J’ai ressenti l’attitude de Chantal Sébire comme un geste de colère, comme si elle avait voulu jeter sa maladie à la face du monde. J’ai ressenti de la colère en apprenant la mort de Baba Traoré. Chantal clamait sa révolte devant l’injustice de la maladie, injustice que nous éprouvons tous quand la maladie nous atteint dans notre corps. Voilà peut être le secret de la différence de traitement médiatique entre Chantal Sébire et Baba Traoré : le sentiment de Chantal Sébire nous le partageons facilement, nous reconnaissons bien dans le malade un prochain (du moins s’il est français !) mais en revanche, nous n’éprouvons pas ce même sentiment d’injustice devant l’étranger sans-papiers pourchassé. Pourquoi ? Le considérons-nous vraiment comment un prochain ou comme un lointain pour qui une « mesure d’éloignement » est ce qui nous convient ? Cela mesure notre éloignement de l’aimer! Bien sûr que nous ne pouvons pas accueillir toute la misère du monde, mais remarquez comme c’est curieux, combien nous devenons raisonnables quand il s’agit d’étrangers et peu critiques devant la mise en scène médiatique du « cas » Chantal Sébire.
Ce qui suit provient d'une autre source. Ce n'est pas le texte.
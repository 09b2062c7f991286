//! ---
//! ems_section: "08-energy-models-optimization"
//! ems_subsection: "module"
//! ems_type: "source"
//! ems_scope: "code"
//! ems_description: "Telemetry binding and aggregation for the metering dashboard."
//! ems_version: "v0.0.0-prealpha"
//! ems_owner: "tbd"
//! ---
use serde::{Deserialize, Serialize};
use serde_json::{Map, Value};

use crate::errors::Result;
use crate::registry::ChannelId;
use crate::resolver::RawReading;

/// One realtime channel as described by the host configuration.
#[derive(Debug, Clone, PartialEq, Serialize, Deserialize)]
pub struct ChannelDescriptor {
    pub id: ChannelId,
    #[serde(default, skip_serializing_if = "Option::is_none")]
    pub name: Option<String>,
}

impl ChannelDescriptor {
    pub fn new(id: impl Into<ChannelId>) -> Self {
        Self {
            id: id.into(),
            name: None,
        }
    }
}

/// Configuration event: the ordered realtime channel list.
#[derive(Debug, Clone, Default, PartialEq, Serialize, Deserialize)]
pub struct ConfigurationEvent {
    #[serde(default)]
    pub realtime_configs: Vec<ChannelDescriptor>,
}

impl ConfigurationEvent {
    pub fn from_ids<I, T>(ids: I) -> Self
    where
        I: IntoIterator<Item = T>,
        T: Into<ChannelId>,
    {
        Self {
            realtime_configs: ids.into_iter().map(ChannelDescriptor::new).collect(),
        }
    }

    pub fn from_json(payload: &str) -> Result<Self> {
        Ok(serde_json::from_str(payload)?)
    }

    /// Identifiers in configuration order.
    pub fn ordered_ids(&self) -> impl Iterator<Item = &ChannelId> + '_ {
        self.realtime_configs.iter().map(|descriptor| &descriptor.id)
    }
}

/// Values event: `{ "<channel id>": { "value": <number> }, ... }`.
///
/// Entries are kept as raw JSON; the numeric extraction happens in
/// [`ValuesEvent::to_reading`] so that malformed entries degrade to absence
/// instead of failing the whole event.
#[derive(Debug, Clone, Default, PartialEq, Serialize, Deserialize)]
#[serde(transparent)]
pub struct ValuesEvent {
    entries: Map<String, Value>,
}

impl ValuesEvent {
    pub fn new() -> Self {
        Self::default()
    }

    /// Insert a well-formed `{ "value": v }` entry.
    pub fn with_value(mut self, id: impl Into<ChannelId>, value: f64) -> Self {
        let id: ChannelId = id.into();
        self.entries
            .insert(id.as_str().to_owned(), serde_json::json!({ "value": value }));
        self
    }

    /// Insert an arbitrary JSON entry, well-formed or not.
    pub fn with_raw(mut self, id: impl Into<ChannelId>, entry: Value) -> Self {
        let id: ChannelId = id.into();
        self.entries.insert(id.as_str().to_owned(), entry);
        self
    }

    /// Build from any JSON value. A non-object payload carries no readings.
    pub fn from_value(payload: Value) -> Self {
        match payload {
            Value::Object(entries) => Self { entries },
            other => {
                tracing::warn!(payload_kind = json_kind(&other), "values payload is not an object; treating as empty");
                Self::default()
            }
        }
    }

    /// Parse a JSON document. Only syntactically invalid JSON is an error.
    pub fn from_json(payload: &str) -> Result<Self> {
        Ok(Self::from_value(serde_json::from_str(payload)?))
    }

    pub fn len(&self) -> usize {
        self.entries.len()
    }

    pub fn is_empty(&self) -> bool {
        self.entries.is_empty()
    }

    /// Numeric readings keyed by channel. Entries without a numeric `value`
    /// are skipped and therefore resolve to the default later on.
    pub fn to_reading(&self) -> RawReading {
        self.entries
            .iter()
            .filter_map(|(id, entry)| {
                let value = entry.get("value").and_then(Value::as_f64);
                if value.is_none() {
                    tracing::debug!(channel = %id, "ignoring malformed value entry");
                }
                value.map(|value| (ChannelId::new(id.clone()), value))
            })
            .collect()
    }
}

fn json_kind(value: &Value) -> &'static str {
    match value {
        Value::Null => "null",
        Value::Bool(_) => "bool",
        Value::Number(_) => "number",
        Value::String(_) => "string",
        Value::Array(_) => "array",
        Value::Object(_) => "object",
    }
}

/// Inbound event delivered by the host runtime.
#[derive(Debug, Clone, PartialEq)]
pub enum HostEvent {
    Configuration(ConfigurationEvent),
    Values(ValuesEvent),
}

impl HostEvent {
    pub fn kind(&self) -> &'static str {
        match self {
            HostEvent::Configuration(_) => "configuration",
            HostEvent::Values(_) => "values",
        }
    }
}

#[cfg(test)]
mod tests {
    use super::*;
    use serde_json::json;

    #[test]
    fn configuration_keeps_order_and_ignores_extra_fields() {
        let event = ConfigurationEvent::from_json(
            r#"{"realtime_configs":[
                {"id": 11, "name": "U1", "unit": "V"},
                {"id": "12"},
                {"id": 10}
            ], "history_configs": []}"#,
        )
        .unwrap();
        let ids: Vec<&str> = event.ordered_ids().map(ChannelId::as_str).collect();
        assert_eq!(ids, ["11", "12", "10"]);
        assert_eq!(event.realtime_configs[0].name.as_deref(), Some("U1"));
    }

    #[test]
    fn missing_realtime_list_is_an_empty_configuration() {
        let event = ConfigurationEvent::from_json("{}").unwrap();
        assert!(event.realtime_configs.is_empty());
    }

    #[test]
    fn invalid_configuration_json_is_an_error() {
        assert!(ConfigurationEvent::from_json("{not json").is_err());
    }

    #[test]
    fn malformed_value_entries_are_dropped() {
        let event = ValuesEvent::from_value(json!({
            "1": {"value": 230.5},
            "2": {"value": "231"},
            "3": {"other": 1},
            "4": 17,
            "5": {"value": null},
            "6": {"value": -4}
        }));
        let reading = event.to_reading();
        assert_eq!(reading.len(), 2);
        assert_eq!(reading.get(&ChannelId::from("1")), Some(230.5));
        assert_eq!(reading.get(&ChannelId::from("6")), Some(-4.0));
        assert_eq!(reading.get(&ChannelId::from("2")), None);
    }

    #[test]
    fn non_object_payload_is_empty() {
        assert!(ValuesEvent::from_value(json!([1, 2, 3])).is_empty());
        assert!(ValuesEvent::from_json("null").unwrap().is_empty());
        assert!(ValuesEvent::from_json("{").is_err());
    }

    #[test]
    fn builder_entries_round_into_reading() {
        let reading = ValuesEvent::new()
            .with_value(7u64, 1.5)
            .with_raw("8", json!({"value": true}))
            .to_reading();
        assert_eq!(reading.get(&ChannelId::from(7u64)), Some(1.5));
        assert_eq!(reading.get(&ChannelId::from("8")), None);
    }
}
Pourtant la prétention à inscrire dans la loi un droit à mourir (il ne s’agit pas en l’occurrence d’euthanasie mais de suicide assisté) mériterait bien davantage réflexion sur son impact social…
Finalement Baba Traoré aussi s’est « suicidé » mais bien involontairement le malheureux ! Comment sa famille vit-elle cette épreuve, en particulier cette sœur dont il a sauvé la vie ? Et la famille de Chantal Sébire, que pense-t-elle ? Ses enfants ont adressé un message aux médias leur demandant de les laisser vivre leur deuil « dans la paix, la dignité et l’intimité ».
Les circonstances entourant le décès de Chantal Sébire, qui revendiquait un droit à se donner la mort, et celles de Baba Traoré, qui demandait juste qu’on lui permette de vivre, ont un point commun : la violence faite à ceux qui restent.